Disease-related concerns:

• Aortic stenosis: Use perindopril with caution in patients with severe aortic stenosis; may reduce coronary perfusion resulting in ischemia.

• Cardiovascular disease: Initiation of therapy in patients with ischemic heart disease, heart failure, or cerebrovascular disease warrants close observation due to the potential consequences posed by falling blood pressure (eg, MI, stroke). Fluid replacement if needed may restore blood pressure; therapy may then be resumed. Discontinue therapy in patients whose hypotension recurs. Initial perindopril dose reduction recommended for patients with heart failure; clearance of active metabolite (perindoprilat) is reduced in these patients.

• Collagen vascular disease: Use perindopril with caution in patients with collagen vascular disease especially with concomitant renal impairment; may be at increased risk for hematologic toxicity. Indapamide may exacerbate or activate systemic lupus erythematosus (SLE).
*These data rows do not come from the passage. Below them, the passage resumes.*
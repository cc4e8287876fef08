//! Payment handlers and the gateway webhook

use axum::{
    body::Bytes,
    extract::{Path, Query, State},
    http::StatusCode,
    Json,
};
use serde_json::{json, Value};
use uuid::Uuid;

use super::{AdminUser, AuthenticatedUser};
use crate::error::{ApiError, ApiResult};
use crate::models::{ApiResponse, PageRequest, PaginatedResponse};
use crate::payment::{
    CreatePaymentRequest, GatewayNotification, Payment, PaymentCheckout, PaymentListQuery,
};
use crate::state::AppState;

/// POST /api/bookings/:id/payments
///
/// The body is optional; `payment_type` defaults to bank transfer.
pub async fn create_payment(
    State(state): State<AppState>,
    user: AuthenticatedUser,
    Path(booking_id): Path<Uuid>,
    payload: Option<Json<CreatePaymentRequest>>,
) -> ApiResult<(StatusCode, Json<ApiResponse<PaymentCheckout>>)> {
    let req = payload.map(|Json(req)| req).unwrap_or_default();
    let checkout = state
        .payment_service
        .create_payment(&user.actor(), booking_id, req)
        .await?;
    Ok((StatusCode::CREATED, Json(ApiResponse::ok(checkout))))
}

/// GET /api/bookings/:id/payments
pub async fn get_booking_payment(
    State(state): State<AppState>,
    user: AuthenticatedUser,
    Path(booking_id): Path<Uuid>,
) -> ApiResult<Json<ApiResponse<Payment>>> {
    let payment = state
        .payment_service
        .get_for_booking(&user.actor(), booking_id)
        .await?;
    Ok(Json(ApiResponse::ok(payment)))
}

/// GET /api/admin/payments
pub async fn list_payments(
    State(state): State<AppState>,
    AdminUser(admin): AdminUser,
    Query(query): Query<PaymentListQuery>,
) -> ApiResult<Json<ApiResponse<PaginatedResponse<Payment>>>> {
    let page = PageRequest::from_query(query.page, query.limit);
    let payments = state
        .payment_service
        .list(&admin.actor(), query.status, page)
        .await?;
    Ok(Json(ApiResponse::ok(payments)))
}

/// GET /api/admin/payments/:id
pub async fn get_payment(
    State(state): State<AppState>,
    AdminUser(admin): AdminUser,
    Path(payment_id): Path<Uuid>,
) -> ApiResult<Json<ApiResponse<Payment>>> {
    let payment = state
        .payment_service
        .get(&admin.actor(), payment_id)
        .await?;
    Ok(Json(ApiResponse::ok(payment)))
}

/// POST /webhooks/payments
///
/// Business-rule rejections are acknowledged with 200 so the gateway stops
/// retrying; only malformed, unsigned or infrastructure failures are errors.
pub async fn payment_webhook(
    State(state): State<AppState>,
    body: Bytes,
) -> ApiResult<Json<Value>> {
    let notification: GatewayNotification = serde_json::from_slice(&body)
        .map_err(|e| ApiError::BadRequest(format!("Invalid notification payload: {}", e)))?;

    if !state.payment_service.verify_notification(&notification) {
        tracing::warn!(
            order_id = %notification.order_id,
            transaction_id = %notification.transaction_id,
            "Rejected webhook with invalid signature"
        );
        return Err(ApiError::Unauthorized(
            "Invalid notification signature".to_string(),
        ));
    }

    let order_id = notification.order_id.clone();
    let outcome = notification
        .into_outcome()
        .map_err(|e| ApiError::BadRequest(e.to_string()))?;
    let transaction_id = outcome.provider_txn_id.clone();

    match state.payment_service.process_outcome(outcome).await {
        Ok(disposition) => {
            tracing::info!(
                order_id = %order_id,
                transaction_id = %transaction_id,
                disposition = ?disposition,
                "Webhook processed"
            );
            Ok(Json(json!({ "status": "ok", "result": disposition })))
        }
        Err(e) if e.is_business() => {
            tracing::warn!(
                error = %e,
                order_id = %order_id,
                transaction_id = %transaction_id,
                "Webhook ignored"
            );
            Ok(Json(json!({ "status": "ignored", "reason": e.to_string() })))
        }
        Err(e) => Err(e.into()),
    }
}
• Diabetes: Use with caution in patients with prediabetes or diabetes mellitus; may see a change in glucose control.

• Gout: Hyperuricemia has been observed with indapamide use. In certain patients with a history of gout, a familial predisposition to gout, or chronic renal failure, gout can be precipitated by indapamide.
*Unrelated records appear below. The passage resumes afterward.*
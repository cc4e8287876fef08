//! Authentication and authorization
//!
//! - Email/password accounts hashed with bcrypt
//! - JWT access token generation and validation
//! - The role-based policy gate consulted by every mutating service call

mod jwt;
mod password;
pub mod policy;
mod service;

pub use jwt::{generate_access_token, verify_token, Claims, JwtError};
pub use password::{hash_password, verify_password};
pub use policy::{authorize, can, ensure_owner, Action, Actor, Resource};
pub use service::AuthService;
//! Profiles and user administration.

mod service;

pub use service::UserService;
• Hepatic impairment: Use with caution in patients with hepatic impairment; elevations of liver enzymes and/or serum bilirubin have been reported with perindopril. Prior to initiation of therapy obtain baseline transaminase and bilirubin levels. In cirrhosis, avoid electrolyte and acid/base imbalances that might lead to hepatic encephalopathy. Contraindicated in patients with severe hepatic impairment or hepatic encephalopathy.

• Hypertrophic cardiomyopathy (HCM) with outflow tract obstruction: Use with caution in patients with HCM and outflow tract obstruction since reduction in afterload may worsen symptoms associated with this condition (ACCF/AHA [Gersh 2011]).
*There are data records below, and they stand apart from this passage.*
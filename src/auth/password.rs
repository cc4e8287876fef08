//! Password hashing with bcrypt

use crate::error::ServiceError;

pub fn hash_password(password: &str) -> Result<String, ServiceError> {
    bcrypt::hash(password, bcrypt::DEFAULT_COST)
        .map_err(|e| ServiceError::Internal(format!("password hashing failed: {}", e)))
}

/// A malformed stored hash counts as a mismatch.
pub fn verify_password(password: &str, hash: &str) -> bool {
    bcrypt::verify(password, hash).unwrap_or(false)
}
• Renal artery stenosis: Use perindopril with caution in patients with unstented unilateral/bilateral renal artery stenosis. When unstented unilateral or bilateral renal artery stenosis is present or suspected, use is generally avoided due to the elevated risk of deterioration in renal function unless possible benefits outweigh risks.

• Renal impairment: Use with caution in preexisting renal impairment; dosage adjustment may be needed. Avoid rapid dosage escalation which may lead to further renal impairment. Patients with renal impairment may be at increased risk for hematologic toxicity. Use may be contraindicated in moderate and/or severe renal impairment. Refer to contraindications.

Concurrent drug therapy issues:

• Drug-drug interactions: Potentially significant interactions may exist, requiring dose or frequency adjustment, additional monitoring, and/or selection of alternative therapy. Consult drug interactions database for more detailed information.

Special populations:

• Black patients: ACE inhibitors' effectiveness is less in black patients than in non-blacks. In addition, ACE inhibitors cause a higher rate of angioedema in black than in non-black patients.

• Pregnancy: [Canadian Boxed Warning]: Drugs that act on the renin-angiotensin system can cause injury and death to the developing fetus. Discontinue as soon as possible once pregnancy is detected.

Dosage form specific issues:

• Lactose: Some formulations may contain lactose; use in patients with Lapp lactose deficiency, glucose-galactose malabsorption, or hereditary problems of galactose intolerance is contraindicated.

Other warnings/precautions:

• Surgery: In patients on chronic ACE inhibitor therapy, intraoperative hypotension may occur with induction and maintenance of general anesthesia; use with caution before, during, or immediately after major surgery. Cardiopulmonary bypass, intraoperative blood loss, or vasodilating anesthesia increases endogenous renin release. Use of ACE inhibitors perioperatively will blunt angiotensin II formation and may result in hypotension. Discontinuation of therapy prior to surgery is controversial. If continued preoperatively, avoidance of hypotensive agents during surgery is prudent (Hillis 2011).